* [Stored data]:
__________
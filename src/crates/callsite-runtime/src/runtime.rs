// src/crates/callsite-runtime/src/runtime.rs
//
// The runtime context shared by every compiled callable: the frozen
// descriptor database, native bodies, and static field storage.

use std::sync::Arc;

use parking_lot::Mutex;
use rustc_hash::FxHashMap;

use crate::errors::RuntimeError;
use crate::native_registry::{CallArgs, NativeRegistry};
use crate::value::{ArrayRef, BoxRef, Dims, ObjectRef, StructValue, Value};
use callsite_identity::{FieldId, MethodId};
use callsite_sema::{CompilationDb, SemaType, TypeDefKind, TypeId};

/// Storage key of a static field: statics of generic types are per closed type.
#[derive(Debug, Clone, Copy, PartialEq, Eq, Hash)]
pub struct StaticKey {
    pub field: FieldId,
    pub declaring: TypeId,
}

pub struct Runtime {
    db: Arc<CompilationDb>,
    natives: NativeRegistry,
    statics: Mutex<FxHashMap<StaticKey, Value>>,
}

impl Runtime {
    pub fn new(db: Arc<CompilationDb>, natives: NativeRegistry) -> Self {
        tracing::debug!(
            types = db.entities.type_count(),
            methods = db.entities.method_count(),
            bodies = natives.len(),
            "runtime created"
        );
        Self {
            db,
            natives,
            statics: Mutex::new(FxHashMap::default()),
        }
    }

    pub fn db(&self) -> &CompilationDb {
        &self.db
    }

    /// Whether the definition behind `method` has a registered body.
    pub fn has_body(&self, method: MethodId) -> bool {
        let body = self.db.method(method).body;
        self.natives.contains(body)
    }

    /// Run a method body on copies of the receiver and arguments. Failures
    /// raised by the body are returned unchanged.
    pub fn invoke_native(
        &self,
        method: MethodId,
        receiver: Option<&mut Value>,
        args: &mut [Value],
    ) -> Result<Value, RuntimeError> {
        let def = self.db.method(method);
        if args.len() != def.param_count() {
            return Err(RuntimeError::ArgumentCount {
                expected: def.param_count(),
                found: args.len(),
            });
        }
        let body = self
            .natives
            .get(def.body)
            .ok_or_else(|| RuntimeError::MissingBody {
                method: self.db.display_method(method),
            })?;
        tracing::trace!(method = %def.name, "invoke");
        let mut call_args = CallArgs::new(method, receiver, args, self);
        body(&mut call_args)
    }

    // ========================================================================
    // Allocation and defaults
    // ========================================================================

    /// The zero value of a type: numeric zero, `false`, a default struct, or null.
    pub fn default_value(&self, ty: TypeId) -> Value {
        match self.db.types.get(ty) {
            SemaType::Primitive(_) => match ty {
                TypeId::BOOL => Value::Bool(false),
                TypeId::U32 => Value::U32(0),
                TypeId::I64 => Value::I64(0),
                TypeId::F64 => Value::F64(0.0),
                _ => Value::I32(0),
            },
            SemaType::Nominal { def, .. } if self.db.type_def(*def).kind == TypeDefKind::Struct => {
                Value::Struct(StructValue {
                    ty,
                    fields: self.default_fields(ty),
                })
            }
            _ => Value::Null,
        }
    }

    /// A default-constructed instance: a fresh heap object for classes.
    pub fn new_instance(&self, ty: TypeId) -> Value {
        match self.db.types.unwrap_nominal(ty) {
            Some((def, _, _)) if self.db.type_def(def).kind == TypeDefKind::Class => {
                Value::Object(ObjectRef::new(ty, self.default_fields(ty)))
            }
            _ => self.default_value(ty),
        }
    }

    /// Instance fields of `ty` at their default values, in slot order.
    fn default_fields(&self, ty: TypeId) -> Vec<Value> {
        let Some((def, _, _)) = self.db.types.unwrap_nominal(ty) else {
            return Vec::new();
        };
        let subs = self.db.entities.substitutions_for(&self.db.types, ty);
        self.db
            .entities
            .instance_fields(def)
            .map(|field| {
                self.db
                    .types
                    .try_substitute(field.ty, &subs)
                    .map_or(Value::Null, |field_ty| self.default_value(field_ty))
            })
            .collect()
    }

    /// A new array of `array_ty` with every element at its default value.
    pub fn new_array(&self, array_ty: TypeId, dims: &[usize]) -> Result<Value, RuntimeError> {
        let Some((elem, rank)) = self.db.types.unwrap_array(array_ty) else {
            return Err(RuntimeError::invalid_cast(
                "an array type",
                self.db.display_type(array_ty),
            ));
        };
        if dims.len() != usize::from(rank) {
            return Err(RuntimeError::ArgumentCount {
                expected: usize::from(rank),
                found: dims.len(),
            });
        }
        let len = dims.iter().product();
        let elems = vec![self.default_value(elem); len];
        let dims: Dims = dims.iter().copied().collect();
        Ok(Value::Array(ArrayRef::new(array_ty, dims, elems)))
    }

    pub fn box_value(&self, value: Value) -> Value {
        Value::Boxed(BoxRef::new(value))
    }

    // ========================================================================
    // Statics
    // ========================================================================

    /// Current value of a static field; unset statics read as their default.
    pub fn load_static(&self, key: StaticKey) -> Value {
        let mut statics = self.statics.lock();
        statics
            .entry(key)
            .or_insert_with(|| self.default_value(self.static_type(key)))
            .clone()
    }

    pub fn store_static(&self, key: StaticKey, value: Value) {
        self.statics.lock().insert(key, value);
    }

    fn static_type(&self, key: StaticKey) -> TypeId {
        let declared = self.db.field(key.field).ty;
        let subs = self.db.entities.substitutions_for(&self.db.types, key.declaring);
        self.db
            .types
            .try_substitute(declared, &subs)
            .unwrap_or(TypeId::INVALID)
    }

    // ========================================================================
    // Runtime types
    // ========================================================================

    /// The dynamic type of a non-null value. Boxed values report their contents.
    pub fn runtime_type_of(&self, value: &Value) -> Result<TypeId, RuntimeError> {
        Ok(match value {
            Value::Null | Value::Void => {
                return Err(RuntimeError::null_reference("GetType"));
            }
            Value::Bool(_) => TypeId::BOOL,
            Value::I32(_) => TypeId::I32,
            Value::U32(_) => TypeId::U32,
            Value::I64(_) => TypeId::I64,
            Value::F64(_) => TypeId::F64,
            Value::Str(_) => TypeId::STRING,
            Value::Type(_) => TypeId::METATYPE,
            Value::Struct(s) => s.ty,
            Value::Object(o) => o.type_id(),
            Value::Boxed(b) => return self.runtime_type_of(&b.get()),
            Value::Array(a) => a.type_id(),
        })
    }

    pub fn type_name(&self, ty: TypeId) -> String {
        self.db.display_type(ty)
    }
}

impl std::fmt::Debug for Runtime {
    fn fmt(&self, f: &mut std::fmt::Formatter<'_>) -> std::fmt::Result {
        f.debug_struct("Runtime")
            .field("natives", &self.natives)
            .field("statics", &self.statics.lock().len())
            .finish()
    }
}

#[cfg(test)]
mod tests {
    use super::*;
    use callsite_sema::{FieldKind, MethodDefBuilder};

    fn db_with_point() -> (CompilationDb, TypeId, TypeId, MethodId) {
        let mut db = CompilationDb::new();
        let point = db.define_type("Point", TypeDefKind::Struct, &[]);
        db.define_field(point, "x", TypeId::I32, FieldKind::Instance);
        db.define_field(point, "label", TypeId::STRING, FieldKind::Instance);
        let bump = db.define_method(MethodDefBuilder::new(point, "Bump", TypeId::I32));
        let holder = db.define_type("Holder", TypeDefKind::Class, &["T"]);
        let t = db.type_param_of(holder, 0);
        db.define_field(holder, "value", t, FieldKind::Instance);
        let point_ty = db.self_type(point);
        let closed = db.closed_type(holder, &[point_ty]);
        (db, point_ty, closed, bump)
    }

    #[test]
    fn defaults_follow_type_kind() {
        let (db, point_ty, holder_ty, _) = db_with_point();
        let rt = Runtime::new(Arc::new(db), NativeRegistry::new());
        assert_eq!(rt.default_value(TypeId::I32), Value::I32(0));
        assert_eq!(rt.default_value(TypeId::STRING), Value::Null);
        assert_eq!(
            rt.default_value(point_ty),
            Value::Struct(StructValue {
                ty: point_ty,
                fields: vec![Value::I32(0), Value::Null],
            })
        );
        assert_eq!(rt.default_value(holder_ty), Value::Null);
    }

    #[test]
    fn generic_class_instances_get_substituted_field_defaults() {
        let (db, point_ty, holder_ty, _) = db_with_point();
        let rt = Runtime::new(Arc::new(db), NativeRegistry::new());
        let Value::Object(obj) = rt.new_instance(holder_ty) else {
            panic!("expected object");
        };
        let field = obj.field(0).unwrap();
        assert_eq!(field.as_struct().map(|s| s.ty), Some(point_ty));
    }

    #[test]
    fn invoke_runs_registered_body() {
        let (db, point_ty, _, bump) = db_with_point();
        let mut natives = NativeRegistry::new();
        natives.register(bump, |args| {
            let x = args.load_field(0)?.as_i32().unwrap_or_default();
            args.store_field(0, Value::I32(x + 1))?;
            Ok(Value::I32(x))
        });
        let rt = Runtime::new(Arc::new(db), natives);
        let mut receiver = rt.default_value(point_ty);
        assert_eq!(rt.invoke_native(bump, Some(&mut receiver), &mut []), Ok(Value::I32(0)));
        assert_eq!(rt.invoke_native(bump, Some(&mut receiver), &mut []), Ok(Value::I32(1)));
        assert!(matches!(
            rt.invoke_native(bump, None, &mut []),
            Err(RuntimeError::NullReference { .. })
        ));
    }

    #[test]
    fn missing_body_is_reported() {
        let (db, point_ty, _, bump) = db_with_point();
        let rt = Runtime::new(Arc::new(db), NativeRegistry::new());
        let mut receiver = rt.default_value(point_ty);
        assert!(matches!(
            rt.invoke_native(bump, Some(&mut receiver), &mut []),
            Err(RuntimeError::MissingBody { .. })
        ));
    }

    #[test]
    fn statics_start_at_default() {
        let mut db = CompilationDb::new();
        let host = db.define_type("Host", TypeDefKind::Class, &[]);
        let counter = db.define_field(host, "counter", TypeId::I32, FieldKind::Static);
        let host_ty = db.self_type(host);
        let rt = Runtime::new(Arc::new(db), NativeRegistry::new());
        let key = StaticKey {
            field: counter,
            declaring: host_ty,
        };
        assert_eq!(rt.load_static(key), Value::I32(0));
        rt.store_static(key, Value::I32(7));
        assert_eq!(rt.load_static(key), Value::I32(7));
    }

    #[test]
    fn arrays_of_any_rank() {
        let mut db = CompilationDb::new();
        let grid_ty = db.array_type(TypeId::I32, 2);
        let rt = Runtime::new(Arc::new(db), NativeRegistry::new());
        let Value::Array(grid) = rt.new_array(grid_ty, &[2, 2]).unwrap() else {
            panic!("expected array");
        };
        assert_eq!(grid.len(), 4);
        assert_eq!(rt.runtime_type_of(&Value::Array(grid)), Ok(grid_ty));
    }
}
__________
* [TASK DIRECTIONS]: Starting with the first line of the records above, give back each line exactly until the line with "use rustc_hash::FxHashMap;" has been given as well.

* [PROBLEM SOLUTION]:
filename src/crates/callsite-runtime/src/runtime.rs
// src/crates/callsite-runtime/src/runtime.rs
//
// The runtime context shared by every compiled callable: the frozen
// descriptor database, native bodies, and static field storage.

use std::sync::Arc;

use parking_lot::Mutex;
use rustc_hash::FxHashMap;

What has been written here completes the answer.